Outside of the annual Four Hills Tour, the site is used as a summer training site for ski jumpers using the facility without snow.  I can’t imagine how bad the carpet rash would be if you didn’t land correctly!

This is the view from the restaurant at the top of the facility.  The food was ok, but they close at 5:00 PM.  What a waste of a gorgeous night view!  Also, when we walked in, there were signs about wearing masks, but not a mask in sight…not even for the staff.  Green passes?  We don’t need no stinking Green Passes!  Quite the shift from Italy.

Here is the launching site for the skiers.  How does anybody get into this in the first place? I can’t imagine.

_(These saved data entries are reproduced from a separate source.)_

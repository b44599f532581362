// Copyright 2025 the Understory Authors
// SPDX-License-Identifier: Apache-2.0 OR MIT

//! Linear expressions over solver variables.

use smallvec::SmallVec;

use crate::types::LayoutAttribute;

/// An unknown of the linear system. Each item owns four: x, y, width, height.
#[derive(Copy, Clone, Debug, Eq, PartialEq, Hash, PartialOrd, Ord)]
pub(crate) struct Variable(pub(crate) u32);

#[derive(Copy, Clone, Debug, PartialEq)]
pub(crate) struct Term {
    pub(crate) variable: Variable,
    pub(crate) coefficient: f64,
}

/// `sum(coefficient * variable) + constant`
#[derive(Clone, Debug, Default, PartialEq)]
pub(crate) struct Expression {
    pub(crate) terms: SmallVec<[Term; 4]>,
    pub(crate) constant: f64,
}

impl Expression {
    #[cfg(test)]
    pub(crate) fn from_constant(constant: f64) -> Self {
        Self {
            terms: SmallVec::new(),
            constant,
        }
    }

    pub(crate) fn add_term(&mut self, variable: Variable, coefficient: f64) {
        if let Some(t) = self.terms.iter_mut().find(|t| t.variable == variable) {
            t.coefficient += coefficient;
        } else {
            self.terms.push(Term {
                variable,
                coefficient,
            });
        }
    }

    /// `self += other * scale`
    pub(crate) fn add_scaled(&mut self, other: &Self, scale: f64) {
        for t in &other.terms {
            self.add_term(t.variable, t.coefficient * scale);
        }
        self.constant += other.constant * scale;
    }

    /// Evaluate against a value lookup.
    pub(crate) fn evaluate(&self, mut value_of: impl FnMut(Variable) -> f64) -> f64 {
        self.terms
            .iter()
            .fold(self.constant, |acc, t| acc + t.coefficient * value_of(t.variable))
    }
}

/// The four variables of one item.
#[derive(Copy, Clone, Debug, PartialEq, Eq)]
pub(crate) struct ItemVariables {
    pub(crate) x: Variable,
    pub(crate) y: Variable,
    pub(crate) width: Variable,
    pub(crate) height: Variable,
}

impl ItemVariables {
    /// Express `attribute` of this item.
    ///
    /// With `mirrored` set, horizontal locations are measured from the right
    /// so that leading and trailing read forward in right-to-left layouts.
    /// `baseline` is the offset of the baseline below the top edge; `None`
    /// places it on the bottom edge.
    pub(crate) fn expression(
        &self,
        attribute: LayoutAttribute,
        mirrored: bool,
        baseline: Option<f64>,
    ) -> Expression {
        let mut e = Expression::default();
        let sign = if mirrored { -1.0 } else { 1.0 };
        match attribute {
            LayoutAttribute::Left => e.add_term(self.x, 1.0),
            LayoutAttribute::Right => {
                e.add_term(self.x, 1.0);
                e.add_term(self.width, 1.0);
            }
            LayoutAttribute::Leading if mirrored => {
                e.add_term(self.x, -1.0);
                e.add_term(self.width, -1.0);
            }
            LayoutAttribute::Leading => e.add_term(self.x, 1.0),
            LayoutAttribute::Trailing if mirrored => e.add_term(self.x, -1.0),
            LayoutAttribute::Trailing => {
                e.add_term(self.x, 1.0);
                e.add_term(self.width, 1.0);
            }
            LayoutAttribute::CenterX => {
                e.add_term(self.x, sign);
                e.add_term(self.width, 0.5 * sign);
            }
            LayoutAttribute::Top => e.add_term(self.y, 1.0),
            LayoutAttribute::Bottom => {
                e.add_term(self.y, 1.0);
                e.add_term(self.height, 1.0);
            }
            LayoutAttribute::CenterY => {
                e.add_term(self.y, 1.0);
                e.add_term(self.height, 0.5);
            }
            LayoutAttribute::Baseline => match baseline {
                Some(offset) => {
                    e.add_term(self.y, 1.0);
                    e.constant = offset;
                }
                None => {
                    e.add_term(self.y, 1.0);
                    e.add_term(self.height, 1.0);
                }
            },
            LayoutAttribute::Width => e.add_term(self.width, 1.0),
            LayoutAttribute::Height => e.add_term(self.height, 1.0),
            LayoutAttribute::NotAnAttribute => {}
        }
        e
    }
}

#[cfg(test)]
mod tests {
    use super::*;

    fn vars() -> ItemVariables {
        ItemVariables {
            x: Variable(0),
            y: Variable(1),
            width: Variable(2),
            height: Variable(3),
        }
    }

    fn eval(e: &Expression) -> f64 {
        // x = 10, y = 20, w = 30, h = 40
        e.evaluate(|v| [10.0, 20.0, 30.0, 40.0][v.0 as usize])
    }

    #[test]
    fn edges_and_centers() {
        let v = vars();
        assert_eq!(eval(&v.expression(LayoutAttribute::Right, false, None)), 40.0);
        assert_eq!(eval(&v.expression(LayoutAttribute::CenterX, false, None)), 25.0);
        assert_eq!(eval(&v.expression(LayoutAttribute::CenterY, false, None)), 40.0);
        assert_eq!(eval(&v.expression(LayoutAttribute::Bottom, false, None)), 60.0);
    }

    #[test]
    fn mirrored_leading_is_negated_right_edge() {
        let v = vars();
        assert_eq!(eval(&v.expression(LayoutAttribute::Leading, true, None)), -40.0);
        assert_eq!(eval(&v.expression(LayoutAttribute::Trailing, true, None)), -10.0);
        assert_eq!(eval(&v.expression(LayoutAttribute::Leading, false, None)), 10.0);
    }

    #[test]
    fn baseline_uses_offset_or_bottom() {
        let v = vars();
        assert_eq!(eval(&v.expression(LayoutAttribute::Baseline, false, Some(12.0))), 32.0);
        assert_eq!(eval(&v.expression(LayoutAttribute::Baseline, false, None)), 60.0);
    }

    #[test]
    fn add_scaled_merges_terms() {
        let v = vars();
        let mut e = v.expression(LayoutAttribute::Right, false, None);
        e.add_scaled(&v.expression(LayoutAttribute::Left, false, None), -1.0);
        assert_eq!(eval(&e), 30.0);
        assert!(
            e.terms
                .iter()
                .any(|t| t.variable == v.x && t.coefficient == 0.0),
            "x cancels but keeps its slot"
        );
    }
}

We then drove to our hotel, which was an event on it’s own (but still not quite as scary as that ski jump).  I will say that Trip Advisor steered us in the right direction, as our hotel, the Goldener Adler, is excellent.  The location in old town Innsbruck can’t be beat, and the resturant and wine selection are outstanding.  They also have the best stemware I’ve seen on the entire trip…all Austrian Riedel!  The link to their Trip Advisor page is below.

Goldener Adler Innsbruck

One quick note on Innsbruck and Covid…just like with Bergisel Ski Jump, this place is WAY different than every other place we have visited so far.  Not sure if it’s an Austrian thing, or just an Innsbruck thing, but there are signs that say to wear a mask, but nobody wears a mask.  Masks are quite rare in stores and restaurants, as well as in our hotel.  Nobody on the staff is wearing them, and nobody else is expected to wear them.  Maybe they’ve just had enough of the bullshit theater of masks?  I don’t know, but I’m a fan!

Tomorrow we are headed up to the Top of Innsbruck!